Editions PUF

Date de parution : 21 novembre 2000 – 161 pages – ISBN :978-2130511403

L’odorat est un sens discrédité dit-on. L’enquête dont rend compte cet ouvrage tend à prouver le contraire. A des degrés divers, sapeurs pompiers, infirmières, médecins légistes, oenologues, sommeliers, cuisiniers ou parfumeurs sont capables d’une compétence et même d’une expertise olfactive. Le premier chapitre est consacré aux fondements théoriques d’une anthropologie de l’olfaction. Après un rappel cursif de la physiologie de l’odorat dans le second chapitre, l’auteur aborde la notion de perception olfactive dans le troisième.
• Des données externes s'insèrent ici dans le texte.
use std::fmt;
use std::sync::Arc;
use std::time::Duration;

use chrono::{DateTime, Utc};
use serde::Serialize;

use crate::graph::node::{DynNode, NodeId};

/// A node that ran, with the state as it was right before.
pub struct NodeStep<S, O> {
    pub state: S,
    pub node: Arc<dyn DynNode<S, O>>,
    pub start_ts: DateTime<Utc>,
    /// Set once the node returns.
    pub duration: Option<Duration>,
}

/// The end of a run, with the final state.
pub struct EndStep<S, O> {
    pub state: S,
    pub result: O,
    pub ts: DateTime<Utc>,
}

pub enum HistoryStep<S, O> {
    Node(NodeStep<S, O>),
    End(EndStep<S, O>),
}

impl<S, O> HistoryStep<S, O> {
    pub fn state(&self) -> &S {
        match self {
            HistoryStep::Node(step) => &step.state,
            HistoryStep::End(step) => &step.state,
        }
    }
}

impl<S: fmt::Debug, O: fmt::Debug> fmt::Debug for HistoryStep<S, O> {
    fn fmt(&self, f: &mut fmt::Formatter<'_>) -> fmt::Result {
        match self {
            HistoryStep::Node(step) => f
                .debug_struct("NodeStep")
                .field("node", &step.node)
                .field("state", &step.state)
                .field("start_ts", &step.start_ts)
                .field("duration", &step.duration)
                .finish(),
            HistoryStep::End(step) => f
                .debug_struct("EndStep")
                .field("result", &step.result)
                .field("state", &step.state)
                .field("ts", &step.ts)
                .finish(),
        }
    }
}

/// Serializable form of a [`HistoryStep`], for tracers.
#[derive(Debug, Clone, PartialEq, Serialize)]
#[serde(tag = "kind", rename_all = "snake_case")]
pub enum StepRecord {
    Node {
        id: NodeId,
        node: String,
        state: String,
        start_ts: DateTime<Utc>,
        /// Seconds.
        duration: Option<f64>,
    },
    End {
        result: String,
        state: String,
        ts: DateTime<Utc>,
    },
}

/// Append-only record of a run. States are snapshots: later changes to the
/// live state don't show up here.
pub struct History<S, O> {
    steps: Vec<HistoryStep<S, O>>,
}

impl<S, O> History<S, O> {
    pub(crate) fn new() -> Self {
        Self { steps: Vec::new() }
    }

    pub(crate) fn push_node(&mut self, node: Arc<dyn DynNode<S, O>>, state: S) -> usize {
        self.steps.push(HistoryStep::Node(NodeStep {
            state,
            node,
            start_ts: Utc::now(),
            duration: None,
        }));
        self.steps.len() - 1
    }

    pub(crate) fn set_duration(&mut self, index: usize, duration: Duration) {
        if let Some(HistoryStep::Node(step)) = self.steps.get_mut(index) {
            step.duration = Some(duration);
        }
    }

    pub(crate) fn push_end(&mut self, result: O, state: S) {
        self.steps.push(HistoryStep::End(EndStep {
            state,
            result,
            ts: Utc::now(),
        }));
    }

    pub fn len(&self) -> usize {
        self.steps.len()
    }

    pub fn is_empty(&self) -> bool {
        self.steps.is_empty()
    }

    pub fn iter(&self) -> std::slice::Iter<'_, HistoryStep<S, O>> {
        self.steps.iter()
    }

    pub fn steps(&self) -> &[HistoryStep<S, O>] {
        &self.steps
    }

    /// Ids of the nodes that ran, in order.
    pub fn node_ids(&self) -> Vec<NodeId> {
        self.steps
            .iter()
            .filter_map(|step| match step {
                HistoryStep::Node(step) => Some(step.node.node_id()),
                HistoryStep::End(_) => None,
            })
            .collect()
    }
}

impl<S: fmt::Debug, O: fmt::Debug> History<S, O> {
    pub fn records(&self) -> Vec<StepRecord> {
        self.steps
            .iter()
            .map(|step| match step {
                HistoryStep::Node(step) => StepRecord::Node {
                    id: step.node.node_id(),
                    node: format!("{:?}", step.node),
                    state: format!("{:?}", step.state),
                    start_ts: step.start_ts,
                    duration: step.duration.map(|duration| duration.as_secs_f64()),
                },
                HistoryStep::End(step) => StepRecord::End {
                    result: format!("{:?}", step.result),
                    state: format!("{:?}", step.state),
                    ts: step.ts,
                },
            })
            .collect()
    }

    pub fn to_json(&self) -> serde_json::Result<String> {
        serde_json::to_string_pretty(&self.records())
    }
}

impl<S: fmt::Debug, O: fmt::Debug> fmt::Debug for History<S, O> {
    fn fmt(&self, f: &mut fmt::Formatter<'_>) -> fmt::Result {
        f.debug_list().entries(&self.steps).finish()
    }
}

impl<'a, S, O> IntoIterator for &'a History<S, O> {
    type Item = &'a HistoryStep<S, O>;
    type IntoIter = std::slice::Iter<'a, HistoryStep<S, O>>;

    fn into_iter(self) -> Self::IntoIter {
        self.steps.iter()
    }
}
Les percepts sont le produit d’une première information de la sensation qui passe entre autres par sa nomination. Cette discussion se poursuit dans le quatrième chapitre où, toujours à partir de données ethnographiques, l’auteur précise les modalités de la mémorisation des odeurs et de leur catégorisation. Dans le dernier chapitre, il traite d’une question centrale en anthropologie culturelle : celle de la réalité du partage.

Partage des sensations et des perceptions, partage des savoirs et des savoirs faire olfactifs, partage d’un lexique et des significations qu’il revêt pour les locuteurs : autant de questions dont les réponses conditionnent l’existence de ce qu’on pourra peut-être appeler une culture olfactive.